Record extracts>
____________

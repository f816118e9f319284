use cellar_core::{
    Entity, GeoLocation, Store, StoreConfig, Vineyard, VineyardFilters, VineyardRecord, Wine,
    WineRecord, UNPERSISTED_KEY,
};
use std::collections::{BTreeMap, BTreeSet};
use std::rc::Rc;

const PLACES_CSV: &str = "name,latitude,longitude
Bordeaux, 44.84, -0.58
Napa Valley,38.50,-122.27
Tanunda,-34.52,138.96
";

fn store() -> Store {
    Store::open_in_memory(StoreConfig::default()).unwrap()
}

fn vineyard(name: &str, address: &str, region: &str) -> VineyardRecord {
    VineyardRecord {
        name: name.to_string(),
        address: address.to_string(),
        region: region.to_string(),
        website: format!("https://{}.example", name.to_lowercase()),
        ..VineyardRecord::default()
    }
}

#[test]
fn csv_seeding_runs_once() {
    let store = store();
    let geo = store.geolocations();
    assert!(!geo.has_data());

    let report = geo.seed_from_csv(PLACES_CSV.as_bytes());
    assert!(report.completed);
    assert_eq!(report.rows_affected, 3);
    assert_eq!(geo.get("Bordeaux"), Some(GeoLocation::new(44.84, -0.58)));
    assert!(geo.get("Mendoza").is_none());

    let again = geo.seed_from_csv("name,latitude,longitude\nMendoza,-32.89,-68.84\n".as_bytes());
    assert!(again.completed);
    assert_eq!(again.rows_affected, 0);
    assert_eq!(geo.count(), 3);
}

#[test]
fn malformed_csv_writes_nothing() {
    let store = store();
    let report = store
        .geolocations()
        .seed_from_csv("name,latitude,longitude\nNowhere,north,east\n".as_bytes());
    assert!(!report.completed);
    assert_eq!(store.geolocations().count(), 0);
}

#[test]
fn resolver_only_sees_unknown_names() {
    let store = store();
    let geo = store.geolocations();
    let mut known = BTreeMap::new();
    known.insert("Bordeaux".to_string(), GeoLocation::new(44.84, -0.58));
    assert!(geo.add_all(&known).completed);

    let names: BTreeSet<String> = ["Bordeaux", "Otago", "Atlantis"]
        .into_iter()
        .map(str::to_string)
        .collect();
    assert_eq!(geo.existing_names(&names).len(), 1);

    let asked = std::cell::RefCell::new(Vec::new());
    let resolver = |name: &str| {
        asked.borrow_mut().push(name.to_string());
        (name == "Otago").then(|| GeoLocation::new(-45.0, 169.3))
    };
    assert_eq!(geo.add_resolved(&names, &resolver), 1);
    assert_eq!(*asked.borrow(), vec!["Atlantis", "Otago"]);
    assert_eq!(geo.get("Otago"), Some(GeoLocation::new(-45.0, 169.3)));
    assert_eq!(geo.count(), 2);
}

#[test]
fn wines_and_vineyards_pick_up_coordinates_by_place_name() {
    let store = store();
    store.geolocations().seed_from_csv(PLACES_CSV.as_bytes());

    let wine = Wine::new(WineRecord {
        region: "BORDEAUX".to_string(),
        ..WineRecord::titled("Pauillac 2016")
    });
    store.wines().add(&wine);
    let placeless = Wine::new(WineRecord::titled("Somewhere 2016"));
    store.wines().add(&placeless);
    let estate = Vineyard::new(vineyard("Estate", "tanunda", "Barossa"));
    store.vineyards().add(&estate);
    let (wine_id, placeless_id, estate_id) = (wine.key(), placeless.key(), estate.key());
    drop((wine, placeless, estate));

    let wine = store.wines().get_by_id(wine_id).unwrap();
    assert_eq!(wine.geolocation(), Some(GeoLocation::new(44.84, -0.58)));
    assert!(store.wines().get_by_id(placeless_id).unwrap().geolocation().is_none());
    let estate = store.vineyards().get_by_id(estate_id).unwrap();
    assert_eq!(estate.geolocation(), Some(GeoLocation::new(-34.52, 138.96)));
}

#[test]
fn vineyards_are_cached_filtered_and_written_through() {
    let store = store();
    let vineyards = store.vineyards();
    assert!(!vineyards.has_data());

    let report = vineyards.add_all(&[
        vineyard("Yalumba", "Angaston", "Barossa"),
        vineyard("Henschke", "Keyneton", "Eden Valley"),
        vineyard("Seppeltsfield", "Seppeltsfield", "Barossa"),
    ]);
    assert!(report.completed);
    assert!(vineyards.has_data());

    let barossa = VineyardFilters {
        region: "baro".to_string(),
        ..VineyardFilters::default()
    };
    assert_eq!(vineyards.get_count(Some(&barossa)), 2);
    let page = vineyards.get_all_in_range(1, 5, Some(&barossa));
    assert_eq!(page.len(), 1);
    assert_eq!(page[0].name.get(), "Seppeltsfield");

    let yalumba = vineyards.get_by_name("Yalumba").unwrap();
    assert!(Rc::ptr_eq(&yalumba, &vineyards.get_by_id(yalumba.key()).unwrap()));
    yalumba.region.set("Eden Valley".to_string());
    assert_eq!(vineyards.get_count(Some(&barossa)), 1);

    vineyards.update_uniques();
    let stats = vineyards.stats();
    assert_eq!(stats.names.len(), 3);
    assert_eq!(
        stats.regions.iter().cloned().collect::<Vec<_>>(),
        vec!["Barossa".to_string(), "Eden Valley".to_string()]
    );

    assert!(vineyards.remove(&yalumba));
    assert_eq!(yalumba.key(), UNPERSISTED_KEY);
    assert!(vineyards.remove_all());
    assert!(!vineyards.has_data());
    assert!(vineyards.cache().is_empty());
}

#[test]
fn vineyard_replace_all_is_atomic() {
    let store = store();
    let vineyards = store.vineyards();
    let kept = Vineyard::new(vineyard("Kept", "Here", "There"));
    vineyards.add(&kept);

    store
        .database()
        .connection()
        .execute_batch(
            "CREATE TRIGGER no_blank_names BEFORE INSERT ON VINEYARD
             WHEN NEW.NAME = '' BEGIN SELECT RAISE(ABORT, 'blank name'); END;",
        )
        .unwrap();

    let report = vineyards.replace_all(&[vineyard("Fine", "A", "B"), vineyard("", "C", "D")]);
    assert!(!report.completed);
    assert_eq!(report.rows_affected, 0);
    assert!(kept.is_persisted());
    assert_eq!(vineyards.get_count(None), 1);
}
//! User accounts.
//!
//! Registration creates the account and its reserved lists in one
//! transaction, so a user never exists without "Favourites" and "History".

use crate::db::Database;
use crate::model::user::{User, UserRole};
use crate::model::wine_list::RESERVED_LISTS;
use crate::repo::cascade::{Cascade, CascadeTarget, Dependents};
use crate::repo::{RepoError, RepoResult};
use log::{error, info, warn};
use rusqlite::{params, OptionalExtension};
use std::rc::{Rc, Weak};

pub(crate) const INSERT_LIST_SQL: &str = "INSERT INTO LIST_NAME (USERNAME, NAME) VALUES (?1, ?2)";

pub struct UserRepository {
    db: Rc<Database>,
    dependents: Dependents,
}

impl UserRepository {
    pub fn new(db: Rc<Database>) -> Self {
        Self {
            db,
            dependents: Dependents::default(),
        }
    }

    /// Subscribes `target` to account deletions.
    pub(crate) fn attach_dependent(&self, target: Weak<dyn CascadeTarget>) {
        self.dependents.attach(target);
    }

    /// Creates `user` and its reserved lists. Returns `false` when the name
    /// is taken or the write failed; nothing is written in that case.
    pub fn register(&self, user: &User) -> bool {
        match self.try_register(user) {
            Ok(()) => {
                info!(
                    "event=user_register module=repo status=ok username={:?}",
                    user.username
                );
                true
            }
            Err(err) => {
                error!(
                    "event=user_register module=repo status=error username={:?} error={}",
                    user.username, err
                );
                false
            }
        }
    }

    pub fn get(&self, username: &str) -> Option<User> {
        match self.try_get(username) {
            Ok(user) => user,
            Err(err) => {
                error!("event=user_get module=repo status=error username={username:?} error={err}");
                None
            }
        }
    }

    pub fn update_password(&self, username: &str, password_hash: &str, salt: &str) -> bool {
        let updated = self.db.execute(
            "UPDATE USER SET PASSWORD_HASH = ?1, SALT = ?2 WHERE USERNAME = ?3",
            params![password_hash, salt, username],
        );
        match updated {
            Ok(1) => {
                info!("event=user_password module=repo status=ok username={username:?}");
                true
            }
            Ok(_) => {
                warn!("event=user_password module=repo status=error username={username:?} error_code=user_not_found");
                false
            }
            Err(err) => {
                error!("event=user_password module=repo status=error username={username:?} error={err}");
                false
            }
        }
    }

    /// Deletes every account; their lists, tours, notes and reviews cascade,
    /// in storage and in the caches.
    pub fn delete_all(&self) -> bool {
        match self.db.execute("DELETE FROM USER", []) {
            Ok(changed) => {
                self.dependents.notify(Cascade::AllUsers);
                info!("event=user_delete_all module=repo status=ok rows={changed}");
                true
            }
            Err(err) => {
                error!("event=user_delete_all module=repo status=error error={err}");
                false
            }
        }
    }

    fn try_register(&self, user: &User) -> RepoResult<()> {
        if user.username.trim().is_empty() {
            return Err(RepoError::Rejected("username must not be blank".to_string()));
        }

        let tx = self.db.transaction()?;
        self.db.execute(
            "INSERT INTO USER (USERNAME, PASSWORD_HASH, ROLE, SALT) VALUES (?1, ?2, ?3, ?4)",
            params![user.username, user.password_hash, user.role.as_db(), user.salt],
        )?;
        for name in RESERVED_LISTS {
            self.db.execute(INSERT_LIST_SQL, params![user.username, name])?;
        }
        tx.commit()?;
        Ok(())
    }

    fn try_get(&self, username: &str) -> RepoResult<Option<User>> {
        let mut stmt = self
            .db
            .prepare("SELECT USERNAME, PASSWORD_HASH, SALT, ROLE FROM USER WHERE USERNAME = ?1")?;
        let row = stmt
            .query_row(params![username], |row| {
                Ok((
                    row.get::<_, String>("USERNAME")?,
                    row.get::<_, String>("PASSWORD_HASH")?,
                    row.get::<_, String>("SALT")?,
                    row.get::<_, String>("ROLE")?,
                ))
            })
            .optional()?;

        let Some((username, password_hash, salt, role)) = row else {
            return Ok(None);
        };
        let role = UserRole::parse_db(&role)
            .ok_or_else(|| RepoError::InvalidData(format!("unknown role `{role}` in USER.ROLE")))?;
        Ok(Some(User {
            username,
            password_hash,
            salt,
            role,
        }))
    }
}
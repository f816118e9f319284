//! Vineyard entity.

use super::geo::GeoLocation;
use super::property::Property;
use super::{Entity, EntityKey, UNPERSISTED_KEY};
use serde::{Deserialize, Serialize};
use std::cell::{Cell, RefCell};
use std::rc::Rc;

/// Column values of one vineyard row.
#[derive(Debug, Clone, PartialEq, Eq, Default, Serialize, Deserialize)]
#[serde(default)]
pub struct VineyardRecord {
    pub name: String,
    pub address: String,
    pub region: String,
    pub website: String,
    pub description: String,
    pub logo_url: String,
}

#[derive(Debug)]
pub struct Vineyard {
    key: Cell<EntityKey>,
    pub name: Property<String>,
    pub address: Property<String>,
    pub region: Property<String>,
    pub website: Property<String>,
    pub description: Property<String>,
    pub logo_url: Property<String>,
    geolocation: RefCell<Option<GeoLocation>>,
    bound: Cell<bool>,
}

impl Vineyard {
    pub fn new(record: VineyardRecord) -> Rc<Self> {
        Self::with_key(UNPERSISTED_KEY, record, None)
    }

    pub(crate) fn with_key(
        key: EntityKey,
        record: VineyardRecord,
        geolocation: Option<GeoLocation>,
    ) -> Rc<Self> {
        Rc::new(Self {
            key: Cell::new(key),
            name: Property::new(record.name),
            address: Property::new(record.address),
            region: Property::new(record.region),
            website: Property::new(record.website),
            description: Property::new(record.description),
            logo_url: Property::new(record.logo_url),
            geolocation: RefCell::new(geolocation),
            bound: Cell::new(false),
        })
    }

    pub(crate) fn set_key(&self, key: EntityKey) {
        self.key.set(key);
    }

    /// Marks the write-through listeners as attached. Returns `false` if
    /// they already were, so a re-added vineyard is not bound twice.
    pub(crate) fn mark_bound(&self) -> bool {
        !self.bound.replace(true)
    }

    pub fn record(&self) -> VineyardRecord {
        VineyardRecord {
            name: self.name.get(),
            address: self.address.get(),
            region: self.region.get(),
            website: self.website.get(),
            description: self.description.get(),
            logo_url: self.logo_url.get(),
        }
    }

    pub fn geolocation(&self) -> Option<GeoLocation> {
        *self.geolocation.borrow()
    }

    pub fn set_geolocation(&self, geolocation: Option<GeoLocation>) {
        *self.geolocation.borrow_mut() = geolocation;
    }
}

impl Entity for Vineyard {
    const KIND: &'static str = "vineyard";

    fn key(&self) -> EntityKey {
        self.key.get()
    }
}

____________

Activity> Look through the listing, and copy each line that contains the word "StoreConfig".

Response>
    Entity, GeoLocation, Store, StoreConfig, Vineyard, VineyardFilters, VineyardRecord, Wine,
    Store::open_in_memory(StoreConfig::default()).unwrap()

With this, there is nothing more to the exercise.